14 終結
挟み撃ち作戦でマリエール達は事実上勝利を獲た。その後も軍事施設などを攻撃した。講和条約締結のための交渉が行なわれた。
14 終結
東の国との国境近くでの挟み撃ち攻撃での北の国の軍勢が壊滅後したも軍事施設等への執拗な略奪、破壊が続いた。北の国の軍事力は崩壊した。アンドロイドの軍事力を背景にマリエール商会が進出していく。
マリエールは王太子に、
「この戦いの落とし所を探るのが先決ね。東の国のようにしようか。」
王太子は、
「それが現実的だね。」
北の国では軍事施設などへの攻撃が続いている。北の国では、
「何故戦争を始めてしまったのか。」
とういう不信感が強い。北の国では白旗を掲げろという声が高まっている。国王もこのままでは国が滅びるのは判っているし他の手がないのは承知している。しかし白旗を掲げると言う事は無条件降伏だ。出来るだけこちらの条件が受け入れられるように話しを持って行きたい。
遂に王宮まで攻撃対象になってた。もはやこれまでかと思った時、
「停戦を望むなら白旗を掲げて下さい。話し合いましょう。」
と呼び掛けられた。勿論応じた。白旗を掲げると攻撃が止んだ。段取りをつけて、会談の日時と場所を決めた。会談は北の国は国王と宰相が出席し敵国はマリエールと王太子だ。マリエールは講和条約の条件を述べた。
「こちらの条件は、軍隊、治安維持活動、マリエール商会の活動をこちらに任せて頂く事です。」
軍事活動、治安活動を相手に握らすという事は事実上国政を譲るという事だろう。しかしここで敢えてこれを拒否するのも躊躇われた。宰相は聞いた。
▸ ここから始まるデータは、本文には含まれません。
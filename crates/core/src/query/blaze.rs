//! `/blaze-analytics` selector resolution.
//!
//! Precedence when several selectors are supplied: `league`, then `team`, then
//! `metrics`/`platform`, then `focus`; with none, a comprehensive report.

use super::{is_truthy, present, QueryError};
use crate::catalog::leagues::{
    self, League, LeagueId, PlatformMetrics, Team, TeamPredictions, PLATFORM_METRICS,
};
use crate::catalog::Scalars;
use crate::metrics::grade::{grade_letter, Grade};
use serde::{Deserialize, Serialize};

#[derive(Debug, Clone, Default, Deserialize)]
pub struct BlazeParams {
    pub league: Option<String>,
    pub team: Option<String>,
    pub metrics: Option<String>,
    pub platform: Option<String>,
    pub focus: Option<String>,
}

#[derive(Debug, Clone, Copy)]
pub enum BlazeSelector {
    League(&'static League),
    Team(&'static Team),
    Platform,
    Focus(&'static League),
    Comprehensive,
}

impl BlazeSelector {
    pub fn parse(params: &BlazeParams) -> Result<Self, QueryError> {
        if let Some(raw) = present(params.league.as_deref()) {
            return leagues::league(raw).map(Self::League).ok_or_else(|| {
                QueryError::bad_selector(
                    "League not found",
                    "league",
                    raw,
                    "available_leagues",
                    leagues::league_keys(),
                )
            });
        }
        if let Some(raw) = present(params.team.as_deref()) {
            return leagues::team(raw).map(Self::Team).ok_or_else(|| {
                QueryError::bad_selector(
                    "Team not found",
                    "team",
                    raw,
                    "available_teams",
                    leagues::team_keys(),
                )
            });
        }
        if is_truthy(params.metrics.as_deref()) || is_truthy(params.platform.as_deref()) {
            return Ok(Self::Platform);
        }
        if let Some(raw) = present(params.focus.as_deref()) {
            return leagues::league(raw).map(Self::Focus).ok_or_else(|| {
                QueryError::bad_selector(
                    "Focus not found",
                    "focus",
                    raw,
                    "available_focus",
                    leagues::league_keys(),
                )
            });
        }
        Ok(Self::Comprehensive)
    }
}

#[derive(Debug, Clone, Serialize)]
pub struct LeagueView {
    #[serde(flatten)]
    pub league: &'static League,
    pub grade: Grade,
}

#[derive(Debug, Clone, Serialize)]
pub struct LeagueSummary {
    pub key: &'static str,
    pub id: LeagueId,
    pub name: &'static str,
    pub team_count: u32,
    pub grade: Grade,
}

#[derive(Debug, Clone, Serialize)]
pub struct TeamSummary {
    pub key: &'static str,
    pub name: &'static str,
    pub city: &'static str,
    pub league: LeagueId,
    pub venue: &'static str,
    pub grade: Grade,
    pub readiness: Option<f64>,
}

#[derive(Debug, Clone, Serialize)]
pub struct FocusReport {
    pub league: LeagueView,
    pub teams: Vec<TeamSummary>,
    pub insights: Vec<String>,
}

#[derive(Debug, Clone, Serialize)]
pub struct ComprehensiveReport {
    pub leagues: Vec<LeagueSummary>,
    pub teams: Vec<TeamSummary>,
    pub platform_metrics: &'static PlatformMetrics,
}

#[derive(Debug, Clone, Serialize)]
#[serde(untagged)]
pub enum BlazePayload {
    League {
        league: LeagueId,
        data: LeagueView,
    },
    Team {
        team: TeamSummary,
        predictions: &'static TeamPredictions,
        metrics: &'static Scalars,
    },
    Platform {
        platform_metrics: &'static PlatformMetrics,
    },
    Focus {
        focus: &'static str,
        data: FocusReport,
    },
    Comprehensive {
        data: ComprehensiveReport,
    },
}

pub fn resolve(selector: BlazeSelector) -> BlazePayload {
    match selector {
        BlazeSelector::League(league) => BlazePayload::League {
            league: league.id,
            data: league_view(league),
        },
        BlazeSelector::Team(team) => BlazePayload::Team {
            team: team_summary(team),
            predictions: &team.predictions,
            metrics: &team.metrics,
        },
        BlazeSelector::Platform => BlazePayload::Platform {
            platform_metrics: &PLATFORM_METRICS,
        },
        BlazeSelector::Focus(league) => BlazePayload::Focus {
            focus: league.key,
            data: focus_report(league),
        },
        BlazeSelector::Comprehensive => BlazePayload::Comprehensive {
            data: ComprehensiveReport {
                leagues: leagues::LEAGUES
                    .iter()
                    .map(|l| LeagueSummary {
                        key: l.key,
                        id: l.id,
                        name: l.name,
                        team_count: l.metadata.team_count,
                        grade: grade_letter(l.rating_score),
                    })
                    .collect(),
                teams: leagues::TEAMS.iter().map(team_summary).collect(),
                platform_metrics: &PLATFORM_METRICS,
            },
        },
    }
}

fn league_view(league: &'static League) -> LeagueView {
    LeagueView {
        league,
        grade: grade_letter(league.rating_score),
    }
}

fn team_summary(team: &'static Team) -> TeamSummary {
    TeamSummary {
        key: team.key,
        name: team.name,
        city: team.city,
        league: leagues::league(team.league_key)
            .map(|l| l.id)
            .unwrap_or(LeagueId::Mlb),
        venue: team.venue,
        grade: grade_letter(team.rating_score),
        readiness: PLATFORM_METRICS.team_readiness.get(team.key).copied(),
    }
}

fn focus_report(league: &'static League) -> FocusReport {
    let teams: Vec<TeamSummary> = leagues::teams_in(league.key).map(team_summary).collect();

    let mut insights: Vec<String> = league
        .current_leaders
        .iter()
        .map(|(category, leader)| {
            format!(
                "{} ({}) leads {} in {} at {}",
                leader.player,
                leader.team,
                league.id.as_str(),
                category.replace('_', " "),
                leader.value
            )
        })
        .collect();

    for team in &teams {
        if let Some(readiness) = team.readiness {
            insights.push(format!(
                "{} readiness at {}%",
                team.name,
                (readiness * 100.0).round() as i64
            ));
        }
    }

    FocusReport {
        league: league_view(league),
        teams,
        insights,
    }
}

#[cfg(test)]
mod tests {
    use super::*;

    fn params() -> BlazeParams {
        BlazeParams::default()
    }

    fn resolve_json(p: BlazeParams) -> serde_json::Value {
        serde_json::to_value(resolve(BlazeSelector::parse(&p).unwrap())).unwrap()
    }

    #[test]
    fn team_predictions_for_cardinals() {
        let v = resolve_json(BlazeParams {
            team: Some("cardinals".into()),
            ..params()
        });
        assert_eq!(v["predictions"]["win_probability_tonight"], 0.617);
        assert_eq!(v["predictions"]["playoff_chances"], 0.67);
        assert_eq!(v["team"]["name"], "St. Louis Cardinals");
        assert_eq!(v["team"]["league"], "MLB");
        assert_eq!(v["metrics"]["team_era"], 3.84);
    }

    #[test]
    fn league_wins_over_every_other_selector() {
        let selector = BlazeSelector::parse(&BlazeParams {
            league: Some("nfl".into()),
            team: Some("cardinals".into()),
            metrics: Some("true".into()),
            focus: Some("mlb".into()),
            ..params()
        })
        .unwrap();
        assert!(matches!(selector, BlazeSelector::League(l) if l.key == "nfl"));
    }

    #[test]
    fn team_wins_over_metrics_and_focus() {
        let selector = BlazeSelector::parse(&BlazeParams {
            team: Some("titans".into()),
            platform: Some("true".into()),
            focus: Some("mlb".into()),
            ..params()
        })
        .unwrap();
        assert!(matches!(selector, BlazeSelector::Team(t) if t.key == "titans"));
    }

    #[test]
    fn metrics_wins_over_focus() {
        let selector = BlazeSelector::parse(&BlazeParams {
            metrics: Some("true".into()),
            focus: Some("mlb".into()),
            ..params()
        })
        .unwrap();
        assert!(matches!(selector, BlazeSelector::Platform));

        let selector = BlazeSelector::parse(&BlazeParams {
            metrics: Some("false".into()),
            focus: Some("mlb".into()),
            ..params()
        })
        .unwrap();
        assert!(matches!(selector, BlazeSelector::Focus(_)));
    }

    #[test]
    fn league_view_carries_derived_grade() {
        let v = resolve_json(BlazeParams {
            league: Some("MLB".into()),
            ..params()
        });
        assert_eq!(v["league"], "MLB");
        assert_eq!(v["data"]["grade"], "A");
        assert_eq!(v["data"]["metadata"]["games_per_season"], 162);
        assert_eq!(v["data"]["current_leaders"]["home_runs"]["player"], "Aaron Judge");
        assert!(v["data"].get("rating_score").is_none());
    }

    #[test]
    fn unknown_league_lists_every_key() {
        let err = BlazeSelector::parse(&BlazeParams {
            league: Some("xfl".into()),
            ..params()
        })
        .unwrap_err();
        match err {
            QueryError::BadSelector {
                error,
                available_key,
                available,
                ..
            } => {
                assert_eq!(error, "League not found");
                assert_eq!(available_key, "available_leagues");
                assert_eq!(available, vec!["mlb", "nfl", "nba", "college_football"]);
            }
            other => panic!("unexpected {other:?}"),
        }
    }

    #[test]
    fn focus_report_lists_league_teams() {
        let v = resolve_json(BlazeParams {
            focus: Some("nba".into()),
            ..params()
        });
        assert_eq!(v["focus"], "nba");
        assert_eq!(v["data"]["teams"][0]["key"], "grizzlies");
        let insights = v["data"]["insights"].as_array().unwrap();
        assert!(insights
            .iter()
            .any(|i| i.as_str() == Some("Memphis Grizzlies readiness at 84%")));
    }

    #[test]
    fn comprehensive_by_default() {
        let v = resolve_json(params());
        assert_eq!(v["data"]["leagues"].as_array().map(Vec::len), Some(4));
        assert_eq!(v["data"]["teams"].as_array().map(Vec::len), Some(4));
        assert_eq!(v["data"]["platform_metrics"]["predictions_made"], 18_452);
    }
}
「それでは、こちらの護衛騎士や近衛兵も許されないのでしょうか。」
マリエールは王太子と顔を見合わせた。
「護衛騎士は常識の範囲なら構わないですよ。近衛兵も数百人なら構わないでしょう。度が過ぎれば制裁の対象になりまが。」
宰相はあまり納得していないようだ。
「門番とか衛兵とかどうですか。」
宰相はくどく聞いてきた。マリエールは、
「常識の範囲なら構わないですよ。」
マリエールは平然と言った。宰相は、
「度が過ぎるとか常識の範囲とか言った判別は誰がされるのですか。」
宰相は決然と言った。マリエール、
「私です。アンドロイドを動かしているのは私ですから。」
宰相は殺気をまとった、
「この女を殺せ。」
自ら剣を抜き護衛騎士達とマリエールに迫った。
「ウィンドウカッター」
と唱えると宰相も護衛騎士も首が飛んだ。
「収納」
と唱えると彼らは消えた。国王は震え上がった。マリエールは、
「これがお前達の答えか。」
国王は震えながらも答える。
「宰相の独断だ。儂は何も知らぬ。」
マリエール言う通り条約が調印された。マリエールは治安と軍事の
経済の実権はほぼマリエールが握った。マリエールの意向に沿わない者は簡単に葬り去ったので逆らう者はいなくなった。北の国には法律があるわけではない。王族や貴族の気分次第で刑が執行されていたのだ。それがアンドロイドが担うようになっただけだ。当然王族や貴族に厳しくなる。国王はマリエールに、
「王族や貴族に厳し過ぎるのではないか。刑執行の基準をはっきりしないと王族や貴族が全滅するのではないか。」
と言った。
交渉の席で突然、宰相がマリエールに襲いかかった。簡単に仕留めた。交渉はマリエールの思い通りにまとまった。